» **Task description**
Write the records out once more, exactly as they are given.
⟨
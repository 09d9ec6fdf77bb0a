use tracing_subscriber::{
    prelude::__tracing_subscriber_SubscriberExt, util::SubscriberInitExt, EnvFilter,
};

use tracing::{instrument, trace, warn};

use crate::config::LogsConfig;

/// Logs go to stderr; stdout carries driver responses.
///
/// `RUST_LOG` wins over the configured filter.
#[instrument]
pub fn init_tracing(filter: &str) {
    let (env_filter, invalid) = match EnvFilter::try_from_default_env() {
        Ok(env_filter) => (env_filter, None),
        Err(_) => match EnvFilter::try_new(filter) {
            Ok(env_filter) => (env_filter, None),
            Err(err) => (EnvFilter::new(LogsConfig::default().filter), Some(err)),
        },
    };

    tracing_subscriber::registry()
        .with(tracing_subscriber::fmt::layer().with_writer(std::io::stderr))
        .with(env_filter)
        .init();

    if let Some(err) = invalid {
        warn!(filter, %err, "invalid log filter, using default");
    }

    trace!("finished");
}
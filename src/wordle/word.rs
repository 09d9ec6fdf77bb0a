use std::{collections::HashMap, ops::Index, slice::Iter, str::FromStr};

use serde::{Deserialize, Serialize};
use thiserror::Error;
use tracing::trace;

use super::{Mark, WORD_LENGTH};

/// An uppercase five-letter word.
#[derive(Debug, Clone, Copy, PartialEq, Eq, Hash, PartialOrd, Ord, Serialize, Deserialize)]
#[serde(try_from = "String", into = "String")]
pub struct Word {
    letters: [char; WORD_LENGTH],
}

impl Word {
    /// Uppercases `s` and checks that it is five ASCII letters.
    pub fn parse(s: &str) -> Result<Self, ParseWordError> {
        let upper = s.to_uppercase();
        let length = upper.chars().count();

        if length != WORD_LENGTH {
            return Err(ParseWordError::Length {
                word: s.to_owned(),
                length,
            });
        }

        let mut letters = ['A'; WORD_LENGTH];
        for (slot, letter) in letters.iter_mut().zip(upper.chars()) {
            if !letter.is_ascii_alphabetic() {
                return Err(ParseWordError::NonAlphabetic {
                    word: s.to_owned(),
                    letter,
                });
            }

            *slot = letter;
        }

        Ok(Self { letters })
    }

    pub fn iter(&self) -> Iter<'_, char> {
        self.letters.iter()
    }

    /// Scores `guess` against `self` as the answer.
    ///
    /// Exact matches are marked first and taken out of the pool of answer
    /// letters; the remaining guess letters are then matched left to right
    /// against whatever is still in the pool. A letter can therefore never
    /// be marked more often than it occurs in the answer.
    pub fn score(&self, guess: &Word) -> [Mark; WORD_LENGTH] {
        let mut marks = [Mark::Absent; WORD_LENGTH];
        let mut unmatched: HashMap<char, usize> = HashMap::new();

        for (index, letter) in self.iter().enumerate() {
            if guess[index] == *letter {
                marks[index] = Mark::Correct;
            } else {
                *unmatched.entry(*letter).or_default() += 1;
            }
        }

        trace!(answer = %self, %guess, ?unmatched, "exact matches marked");

        for (index, letter) in guess.iter().enumerate() {
            if marks[index] == Mark::Correct {
                continue;
            }

            if let Some(count) = unmatched.get_mut(letter).filter(|count| **count > 0) {
                trace!("{}: wrong place", letter);

                *count -= 1;
                marks[index] = Mark::Present;
            }
        }

        marks
    }
}

#[derive(Error, Debug, Clone, PartialEq, Eq)]
pub enum ParseWordError {
    #[error("word `{word}` must have {} letters but has {length}", WORD_LENGTH)]
    Length { word: String, length: usize },

    #[error("word `{word}` contains non-letter `{letter}`")]
    NonAlphabetic { word: String, letter: char },
}

impl FromStr for Word {
    type Err = ParseWordError;

    fn from_str(s: &str) -> Result<Self, Self::Err> {
        Self::parse(s)
    }
}

impl TryFrom<String> for Word {
    type Error = ParseWordError;

    fn try_from(value: String) -> Result<Self, Self::Error> {
        Self::parse(&value)
    }
}

impl From<Word> for String {
    fn from(value: Word) -> Self {
        value.to_string()
    }
}

impl std::fmt::Display for Word {
    fn fmt(&self, f: &mut std::fmt::Formatter<'_>) -> std::fmt::Result {
        write!(f, "{}", self.letters.iter().collect::<String>())
    }
}

impl Index<usize> for Word {
    type Output = char;

    fn index(&self, index: usize) -> &Self::Output {
        self.letters.index(index)
    }
}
⟩
» **Response to this task**
repository 09d9ec6fdf77bb0a
use tracing_subscriber::{
    prelude::__tracing_subscriber_SubscriberExt, util::SubscriberInitExt, EnvFilter,
};

use tracing::{instrument, trace, warn};

use crate::config::LogsConfig;

/// Logs go to stderr; stdout carries driver responses.
///
/// `RUST_LOG` wins over the configured filter.
#[instrument]
pub fn init_tracing(filter: &str) {
    let (env_filter, invalid) = match EnvFilter::try_from_default_env() {
        Ok(env_filter) => (env_filter, None),
        Err(_) => match EnvFilter::try_new(filter) {
            Ok(env_filter) => (env_filter, None),
            Err(err) => (EnvFilter::new(LogsConfig::default().filter), Some(err)),
        },
    };

    tracing_subscriber::registry()
        .with(tracing_subscriber::fmt::layer().with_writer(std::io::stderr))
        .with(env_filter)
        .init();

    if let Some(err) = invalid {
        warn!(filter, %err, "invalid log filter, using default");
    }

    trace!("finished");
}
filename src/wordle/word.rs
repository 09d9ec6fdf77bb0a
use std::{collections::HashMap, ops::Index, slice::Iter, str::FromStr};

use serde::{Deserialize, Serialize};
use thiserror::Error;
use tracing::trace;

use super::{Mark, WORD_LENGTH};

/// An uppercase five-letter word.
#[derive(Debug, Clone, Copy, PartialEq, Eq, Hash, PartialOrd, Ord, Serialize, Deserialize)]
#[serde(try_from = "String", into = "String")]
pub struct Word {
    letters: [char; WORD_LENGTH],
}

impl Word {
    /// Uppercases `s` and checks that it is five ASCII letters.
    pub fn parse(s: &str) -> Result<Self, ParseWordError> {
        let upper = s.to_uppercase();
        let length = upper.chars().count();

        if length != WORD_LENGTH {
            return Err(ParseWordError::Length {
                word: s.to_owned(),
                length,
            });
        }

        let mut letters = ['A'; WORD_LENGTH];
        for (slot, letter) in letters.iter_mut().zip(upper.chars()) {
            if !letter.is_ascii_alphabetic() {
                return Err(ParseWordError::NonAlphabetic {
                    word: s.to_owned(),
                    letter,
                });
            }

            *slot = letter;
        }

        Ok(Self { letters })
    }

    pub fn iter(&self) -> Iter<'_, char> {
        self.letters.iter()
    }

    /// Scores `guess` against `self` as the answer.
    ///
    /// Exact matches are marked first and taken out of the pool of answer
    /// letters; the remaining guess letters are then matched left to right
    /// against whatever is still in the pool. A letter can therefore never
    /// be marked more often than it occurs in the answer.
    pub fn score(&self, guess: &Word) -> [Mark; WORD_LENGTH] {
        let mut marks = [Mark::Absent; WORD_LENGTH];
        let mut unmatched: HashMap<char, usize> = HashMap::new();

        for (index, letter) in self.iter().enumerate() {
            if guess[index] == *letter {
                marks[index] = Mark::Correct;
            } else {
                *unmatched.entry(*letter).or_default() += 1;
            }
        }

        trace!(answer = %self, %guess, ?unmatched, "exact matches marked");

        for (index, letter) in guess.iter().enumerate() {
            if marks[index] == Mark::Correct {
                continue;
            }

            if let Some(count) = unmatched.get_mut(letter).filter(|count| **count > 0) {
                trace!("{}: wrong place", letter);

                *count -= 1;
                marks[index] = Mark::Present;
            }
        }

        marks
    }
}

#[derive(Error, Debug, Clone, PartialEq, Eq)]
pub enum ParseWordError {
    #[error("word `{word}` must have {} letters but has {length}", WORD_LENGTH)]
    Length { word: String, length: usize },

    #[error("word `{word}` contains non-letter `{letter}`")]
    NonAlphabetic { word: String, letter: char },
}

impl FromStr for Word {
    type Err = ParseWordError;

    fn from_str(s: &str) -> Result<Self, Self::Err> {
        Self::parse(s)
    }
}

impl TryFrom<String> for Word {
    type Error = ParseWordError;

    fn try_from(value: String) -> Result<Self, Self::Error> {
        Self::parse(&value)
    }
}

impl From<Word> for String {
    fn from(value: Word) -> Self {
        value.to_string()
    }
}

impl std::fmt::Display for Word {
    fn fmt(&self, f: &mut std::fmt::Formatter<'_>) -> std::fmt::Result {
        write!(f, "{}", self.letters.iter().collect::<String>())
    }
}

impl Index<usize> for Word {
    type Output = char;

    fn index(&self, index: usize) -> &Self::Output {
        self.letters.index(index)
    }
}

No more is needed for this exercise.